Problem details
Reproduce exactly the line with "pub fn project(&self, row: &Row)" and the lines after it. Stop at the last line of the data and include nothing else.

Information shown
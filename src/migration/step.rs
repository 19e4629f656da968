use std::fmt;
use std::sync::Arc;

use crate::core::{BootstrapError, ColumnType, Result, Row, SchemaDescriptor, TableSpec, Value};

pub type RowTransformFn = Arc<dyn Fn(&mut Row) + Send + Sync>;

/// One versioned rebuild of a table into `target`.
///
/// `renames` maps a target column to the source column it is filled from; every other
/// target column is filled from the same-named source column when there is one.
#[derive(Clone)]
pub struct MigrationStep {
    pub version: u32,
    pub target: TableSpec,
    pub check_column: String,
    pub expected_type: ColumnType,
    pub renames: Vec<(String, String)>,
    /// Write-once creation column that fixes the copy order on backends without a
    /// stable row id.
    pub order_column: Option<String>,
    row_transform: Option<RowTransformFn>,
}

impl fmt::Debug for MigrationStep {
    fn fmt(&self, f: &mut fmt::Formatter<'_>) -> fmt::Result {
        f.debug_struct("MigrationStep")
            .field("version", &self.version)
            .field("target", &self.target.name)
            .field("check_column", &self.check_column)
            .field("expected_type", &self.expected_type)
            .field("renames", &self.renames)
            .field("order_column", &self.order_column)
            .field("has_row_transform", &self.row_transform.is_some())
            .finish()
    }
}

impl MigrationStep {
    pub fn new(
        version: u32,
        target: TableSpec,
        check_column: impl Into<String>,
        expected_type: ColumnType,
    ) -> Self {
        Self {
            version,
            target,
            check_column: check_column.into(),
            expected_type,
            renames: Vec::new(),
            order_column: None,
            row_transform: None,
        }
    }

    pub fn with_rename(mut self, target: impl Into<String>, source: impl Into<String>) -> Self {
        self.renames.push((target.into(), source.into()));
        self
    }

    pub fn with_order_column(mut self, column: impl Into<String>) -> Self {
        self.order_column = Some(column.into());
        self
    }

    /// Source column the copy is ordered by, when the live table has it.
    pub fn copy_order<'a>(&'a self, source: &SchemaDescriptor) -> Option<&'a str> {
        self.order_column
            .as_deref()
            .filter(|column| source.column(column).is_some())
    }

    /// Applied to every source row before it is projected onto the target columns.
    pub fn with_row_transform<F>(mut self, transform: F) -> Self
    where
        F: Fn(&mut Row) + Send + Sync + 'static,
    {
        self.row_transform = Some(Arc::new(transform));
        self
    }

    pub fn validate(&self) -> Result<()> {
        if self.version == 0 {
            return Err(BootstrapError::Configuration(
                "Migration step version must be >= 1".to_string(),
            ));
        }

        let check = self.target.find_column(&self.check_column).ok_or_else(|| {
            BootstrapError::Configuration(format!(
                "Check column '{}' is not part of table '{}'",
                self.check_column, self.target.name
            ))
        })?;
        if check.column_type != self.expected_type {
            return Err(BootstrapError::Configuration(format!(
                "Check column '{}' of table '{}' is declared as {} but expected {}",
                self.check_column, self.target.name, check.column_type, self.expected_type
            )));
        }

        for (target, _) in &self.renames {
            let column = self.target.find_column(target).ok_or_else(|| {
                BootstrapError::Configuration(format!(
                    "Renamed column '{}' is not part of table '{}'",
                    target, self.target.name
                ))
            })?;
            if !column.is_omittable() {
                return Err(BootstrapError::Configuration(format!(
                    "Renamed column '{}' of table '{}' must be nullable or defaulted",
                    target, self.target.name
                )));
            }
        }

        Ok(())
    }

    /// Works out which source column feeds which target column.
    ///
    /// Auto-increment columns are never copied so the surrogate key restarts densely.
    /// Fails when a required target column has no source and no default.
    pub fn column_mapping(&self, source: &SchemaDescriptor) -> Result<ColumnMapping> {
        let mut pairs = Vec::new();
        let mut missing_required = Vec::new();

        for column in &self.target.columns {
            if column.auto_increment {
                continue;
            }

            let source_name = self
                .renames
                .iter()
                .find(|(target, _)| target == &column.name)
                .map(|(_, source)| source.as_str())
                .unwrap_or(column.name.as_str());

            if source.column(source_name).is_some() {
                pairs.push((column.name.clone(), source_name.to_string()));
            } else if !column.is_omittable() {
                missing_required.push(column.name.clone());
            }
        }

        if !missing_required.is_empty() {
            return Err(BootstrapError::Storage(format!(
                "Table '{}' has no source for required column(s): {}",
                source.table,
                missing_required.join(", ")
            )));
        }

        Ok(ColumnMapping { pairs })
    }

    pub(crate) fn transform(&self, row: &mut Row) {
        if let Some(transform) = &self.row_transform {
            transform(row);
        }
    }
}

/// Target column <- source column pairs used for every copied row.
#[derive(Debug, Clone, PartialEq, Eq)]
pub struct ColumnMapping {
    pairs: Vec<(String, String)>,
}

impl ColumnMapping {
    pub fn target_columns(&self) -> Vec<String> {
        self.pairs.iter().map(|(target, _)| target.clone()).collect()
    }

    /// Values of `row` in target column order; absent keys become NULL.
    pub fn project(&self, row: &Row) -> Vec<Value> {
        self.pairs
            .iter()
            .map(|(_, source)| row.get(source).cloned().unwrap_or(Value::Null))
            .collect()
    }
}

Answer box
    pub fn project(&self, row: &Row) -> Vec<Value> {
        self.pairs
            .iter()
            .map(|(_, source)| row.get(source).cloned().unwrap_or(Value::Null))
            .collect()
    }
}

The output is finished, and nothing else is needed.